# [What the task requires]
Report every line of the records that contains the word "case".

---------------

use crate::app::ports::{HttpClientPort, HttpGetResult};
use crate::error::{EtlError, Result};
use async_trait::async_trait;
use reqwest::header::CONTENT_LENGTH;
use std::time::Duration;

pub struct ReqwestHttp {
    client: reqwest::Client,
}

impl ReqwestHttp {
    pub fn new(timeout: Option<Duration>) -> Result<Self> {
        let mut builder = reqwest::Client::builder();
        if let Some(t) = timeout {
            builder = builder.timeout(t);
        }
        let client = builder
            .build()
            .map_err(|e| EtlError::Config(format!("failed to build HTTP client: {e}")))?;
        Ok(Self { client })
    }
}

#[async_trait]
impl HttpClientPort for ReqwestHttp {
    async fn get(&self, url: &str) -> Result<HttpGetResult> {
        let transport = |e: reqwest::Error| EtlError::Transport {
            url: url.to_string(),
            reason: e.to_string(),
        };
        let resp = self.client.get(url).send().await.map_err(transport)?;
        let status = resp.status().as_u16();
        let content_length: Option<u64> = resp
            .headers()
            .get(CONTENT_LENGTH)
            .and_then(|v| v.to_str().ok())
            .and_then(|s| s.parse().ok());

        // Don't pull error bodies; the status alone fails the fetch.
        let bytes = if resp.status().is_success() {
            resp.bytes().await.map_err(transport)?.to_vec()
        } else {
            Vec::new()
        };
        Ok(HttpGetResult { status, bytes, content_length })
    }
}
//! FFI use-case API for Flutter-facing calls.
//!
//! # Responsibility
//! - Expose stable, use-case-level goal operations to Dart via FRB.
//! - Keep error semantics simple for the UI: every call resolves, with the
//!   error carried as a message field instead of a thrown exception.
//!
//! # Invariants
//! - Exported functions must not panic across the FFI boundary.
//! - Response envelopes always carry either data or a non-empty `error`.

use chrono::{DateTime, Utc};
use goaltrack_core::db::open_db;
use goaltrack_core::{
    achievements, core_version as core_version_inner, dates, init_logging as init_logging_inner,
    ping as ping_inner, GoalService, GoalStatus, Milestone, NewGoalRequest, Priority,
    SqliteGoalStore, StatusFilter,
};
use log::error;
use std::path::PathBuf;
use std::sync::OnceLock;
use uuid::Uuid;

const DB_FILE_NAME: &str = "goaltrack.sqlite3";
static DB_PATH: OnceLock<PathBuf> = OnceLock::new();

/// Minimal health-check API for FRB smoke integration.
///
/// # FFI contract
/// - Sync call, non-blocking, never throws.
#[flutter_rust_bridge::frb(sync)]
pub fn ping() -> String {
    ping_inner().to_owned()
}

/// Expose core crate version through FFI.
#[flutter_rust_bridge::frb(sync)]
pub fn core_version() -> String {
    core_version_inner().to_owned()
}

/// Initializes Rust core logging once per process.
///
/// # FFI contract
/// - Idempotent for the same `level + log_dir`; reconfiguration attempts
///   return an error message.
/// - Returns empty string on success.
#[flutter_rust_bridge::frb(sync)]
pub fn init_logging(level: String, log_dir: String) -> String {
    match init_logging_inner(level.as_str(), log_dir.as_str()) {
        Ok(()) => String::new(),
        Err(err) => err,
    }
}

/// Pins the app-documents directory the goal database lives in.
///
/// # FFI contract
/// - First call wins; later calls with a different directory return an
///   error message, matching the logging bootstrap contract.
#[flutter_rust_bridge::frb(sync)]
pub fn configure_storage(app_dir: String) -> String {
    let path = PathBuf::from(app_dir).join(DB_FILE_NAME);
    let pinned = DB_PATH.get_or_init(|| path.clone());
    if *pinned == path {
        String::new()
    } else {
        format!(
            "storage already configured at `{}`; refusing to switch to `{}`",
            pinned.display(),
            path.display()
        )
    }
}

/// Milestone row for the goal detail screen.
#[derive(Debug, Clone, PartialEq, Eq)]
pub struct MilestoneItem {
    pub id: String,
    pub title: String,
    pub completed: bool,
    /// RFC 3339, empty when not completed.
    pub completed_at: String,
}

/// Goal row for list and detail screens.
#[derive(Debug, Clone, PartialEq, Eq)]
pub struct GoalItem {
    pub id: String,
    pub title: String,
    pub description: String,
    pub category: String,
    /// RFC 3339 target date.
    pub target_date: String,
    /// Display bucket such as "Tomorrow" or "In 2 weeks".
    pub deadline_label: String,
    /// Signed whole-day count to the deadline; negative when past.
    pub days_left: i64,
    pub overdue: bool,
    pub progress: u8,
    pub status: String,
    pub priority: String,
    pub milestones: Vec<MilestoneItem>,
}

/// Envelope for list calls.
#[derive(Debug, Clone, PartialEq, Eq)]
pub struct GoalListResponse {
    pub items: Vec<GoalItem>,
    pub error: String,
}

/// Envelope for create calls.
#[derive(Debug, Clone, PartialEq, Eq)]
pub struct CreateGoalResponse {
    pub goal_id: String,
    pub error: String,
}

/// Envelope for mutations that only need success/failure.
#[derive(Debug, Clone, PartialEq, Eq)]
pub struct MutationResponse {
    pub error: String,
}

/// Envelope for the profile screen summary.
#[derive(Debug, Clone, PartialEq, Eq)]
pub struct StatisticsResponse {
    pub total: u32,
    pub active: u32,
    pub completed: u32,
    pub average_progress: u8,
    pub completion_rate: u8,
    /// Unlocked badge titles in display order.
    pub achievements: Vec<String>,
    pub error: String,
}

/// Lists goals, optionally filtered by status (`all|active|completed|paused|cancelled`).
pub fn list_goals(filter: String) -> GoalListResponse {
    let result = parse_filter(&filter)
        .and_then(|filter| with_service(|service| service.list_goals(filter).map_err(stringify)));
    match result {
        Ok(goals) => GoalListResponse {
            items: goals.iter().map(goal_item).collect(),
            error: String::new(),
        },
        Err(err) => GoalListResponse {
            items: Vec::new(),
            error: err,
        },
    }
}

/// Creates a goal from the create screen's form fields.
pub fn create_goal(
    title: String,
    description: String,
    category: String,
    target_date: String,
    priority: String,
    milestone_titles: Vec<String>,
) -> CreateGoalResponse {
    let result = parse_timestamp(&target_date).and_then(|target_date| {
        let request = NewGoalRequest {
            title,
            description,
            category,
            target_date,
            priority: parse_priority(&priority)?,
            milestone_titles,
        };
        with_service(|service| service.create_goal(&request).map_err(stringify))
    });
    match result {
        Ok(id) => CreateGoalResponse {
            goal_id: id.to_string(),
            error: String::new(),
        },
        Err(err) => CreateGoalResponse {
            goal_id: String::new(),
            error: err,
        },
    }
}

/// Direct progress edit; 100 completes the goal.
pub fn update_goal_progress(goal_id: String, progress: i64) -> MutationResponse {
    mutation(parse_id(&goal_id).and_then(|id| {
        with_service(|service| service.update_progress(id, progress).map_err(stringify))
    }))
}

/// Flips a milestone's completion state.
pub fn toggle_goal_milestone(goal_id: String, milestone_id: String) -> MutationResponse {
    mutation(
        parse_id(&goal_id)
            .and_then(|goal| parse_id(&milestone_id).map(|milestone| (goal, milestone)))
            .and_then(|(goal, milestone)| {
                with_service(|service| service.toggle_milestone(goal, milestone).map_err(stringify))
            }),
    )
}

/// Direct lifecycle change (`active|completed|paused|cancelled`).
pub fn set_goal_status(goal_id: String, status: String) -> MutationResponse {
    mutation(
        parse_id(&goal_id)
            .and_then(|id| parse_status(&status).map(|status| (id, status)))
            .and_then(|(id, status)| {
                with_service(|service| service.set_status(id, status).map_err(stringify))
            }),
    )
}

/// Appends a milestone to an existing goal, after the current ones.
pub fn add_goal_milestone(goal_id: String, title: String) -> MutationResponse {
    mutation(parse_id(&goal_id).and_then(|id| {
        with_service(|service| {
            service
                .add_milestone(id, Milestone::new(title))
                .map_err(stringify)
        })
    }))
}

/// Deletes a goal; already-absent ids succeed.
pub fn delete_goal(goal_id: String) -> MutationResponse {
    mutation(
        parse_id(&goal_id)
            .and_then(|id| with_service(|service| service.delete_goal(id).map_err(stringify))),
    )
}

/// Aggregate statistics and unlocked achievements for the profile screen.
pub fn load_statistics() -> StatisticsResponse {
    match with_service(|service| service.statistics().map_err(stringify)) {
        Ok(stats) => StatisticsResponse {
            total: stats.total as u32,
            active: stats.active as u32,
            completed: stats.completed as u32,
            average_progress: stats.average_progress,
            completion_rate: stats.completion_rate,
            achievements: achievements(&stats)
                .iter()
                .map(|badge| badge.title.to_owned())
                .collect(),
            error: String::new(),
        },
        Err(err) => StatisticsResponse {
            total: 0,
            active: 0,
            completed: 0,
            average_progress: 0,
            completion_rate: 0,
            achievements: Vec::new(),
            error: err,
        },
    }
}

fn with_service<T>(
    op: impl FnOnce(&GoalService<SqliteGoalStore<'_>>) -> Result<T, String>,
) -> Result<T, String> {
    let path = DB_PATH
        .get()
        .ok_or_else(|| "storage not configured; call configure_storage first".to_string())?;
    let conn = open_db(path).map_err(stringify)?;
    let service = GoalService::new(SqliteGoalStore::new(&conn));
    op(&service).inspect_err(|err| {
        error!("event=ffi_call module=ffi status=error error={err}");
    })
}

fn goal_item(goal: &goaltrack_core::Goal) -> GoalItem {
    GoalItem {
        id: goal.id.to_string(),
        title: goal.title.clone(),
        description: goal.description.clone(),
        category: goal.category.clone(),
        target_date: goal.target_date.to_rfc3339(),
        deadline_label: dates::format_relative_now(goal.target_date),
        days_left: dates::days_until_now(goal.target_date),
        overdue: dates::is_overdue_now(goal.target_date),
        progress: goal.progress,
        status: status_label(goal.status).to_owned(),
        priority: priority_label(goal.priority).to_owned(),
        milestones: goal
            .milestones
            .iter()
            .map(|m| MilestoneItem {
                id: m.id.to_string(),
                title: m.title.clone(),
                completed: m.completed,
                completed_at: m.completed_at.map(|ts| ts.to_rfc3339()).unwrap_or_default(),
            })
            .collect(),
    }
}

fn mutation<T>(result: Result<T, String>) -> MutationResponse {
    MutationResponse {
        error: result.err().unwrap_or_default(),
    }
}

fn stringify(err: impl std::fmt::Display) -> String {
    err.to_string()
}

fn parse_id(raw: &str) -> Result<Uuid, String> {
    Uuid::parse_str(raw).map_err(|_| format!("invalid id `{raw}`"))
}

fn parse_timestamp(raw: &str) -> Result<DateTime<Utc>, String> {
    DateTime::parse_from_rfc3339(raw)
        .map(|ts| ts.with_timezone(&Utc))
        .map_err(|_| format!("invalid RFC 3339 timestamp `{raw}`"))
}

fn parse_filter(raw: &str) -> Result<StatusFilter, String> {
    match raw {
        "all" | "" => Ok(StatusFilter::All),
        other => parse_status(other).map(StatusFilter::Only),
    }
}

fn parse_status(raw: &str) -> Result<GoalStatus, String> {
    match raw {
        "active" => Ok(GoalStatus::Active),
        "completed" => Ok(GoalStatus::Completed),
        "paused" => Ok(GoalStatus::Paused),
        "cancelled" => Ok(GoalStatus::Cancelled),
        other => Err(format!("unknown status `{other}`")),
    }
}

fn parse_priority(raw: &str) -> Result<Priority, String> {
    match raw {
        "low" => Ok(Priority::Low),
        "medium" => Ok(Priority::Medium),
        "high" => Ok(Priority::High),
        other => Err(format!("unknown priority `{other}`")),
    }
}

fn status_label(status: GoalStatus) -> &'static str {
    match status {
        GoalStatus::Active => "active",
        GoalStatus::Completed => "completed",
        GoalStatus::Paused => "paused",
        GoalStatus::Cancelled => "cancelled",
    }
}

fn priority_label(priority: Priority) -> &'static str {
    match priority {
        Priority::Low => "low",
        Priority::Medium => "medium",
        Priority::High => "high",
    }
}
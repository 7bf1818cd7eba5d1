//! Core domain logic for Goaltrack.
//! This crate is the single source of truth for goal-tracking invariants.

pub mod dates;
pub mod db;
pub mod logging;
pub mod model;
pub mod service;
pub mod stats;
pub mod store;

pub use logging::{default_log_level, init_logging, logging_status};
pub use model::category::{default_categories, GoalCategory};
pub use model::goal::{
    Goal, GoalId, GoalStatus, GoalValidationError, Milestone, MilestoneId, Priority,
};
pub use service::goal_service::{GoalService, NewGoalRequest, StatusFilter};
pub use stats::{achievements, Achievement, GoalStatistics};
pub use store::collection::GoalCollection;
pub use store::goal_store::{GoalStore, SqliteGoalStore, StoreError, StoreResult};

/// Minimal health-check API for early integration.
pub fn ping() -> &'static str {
    "pong"
}

/// Returns the core crate version.
pub fn core_version() -> &'static str {
    env!("CARGO_PKG_VERSION")
}

#[cfg(test)]
mod tests {
    use super::{core_version, ping};

    #[test]
    fn ping_returns_pong() {
        assert_eq!(ping(), "pong");
    }

    #[test]
    fn version_is_not_empty() {
        assert!(!core_version().is_empty());
    }
}
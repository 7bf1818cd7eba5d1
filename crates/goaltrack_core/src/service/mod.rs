//! Core use-case services.
//!
//! # Responsibility
//! - Orchestrate storage facade calls into use-case level APIs.
//! - Keep UI/FFI layers decoupled from persistence details.

pub mod goal_service;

---------------

# [Answer space]
//! FFI use-case API for Flutter-facing calls.
//! - Expose stable, use-case-level goal operations to Dart via FRB.
//! Core use-case services.
//! - Orchestrate storage facade calls into use-case level APIs.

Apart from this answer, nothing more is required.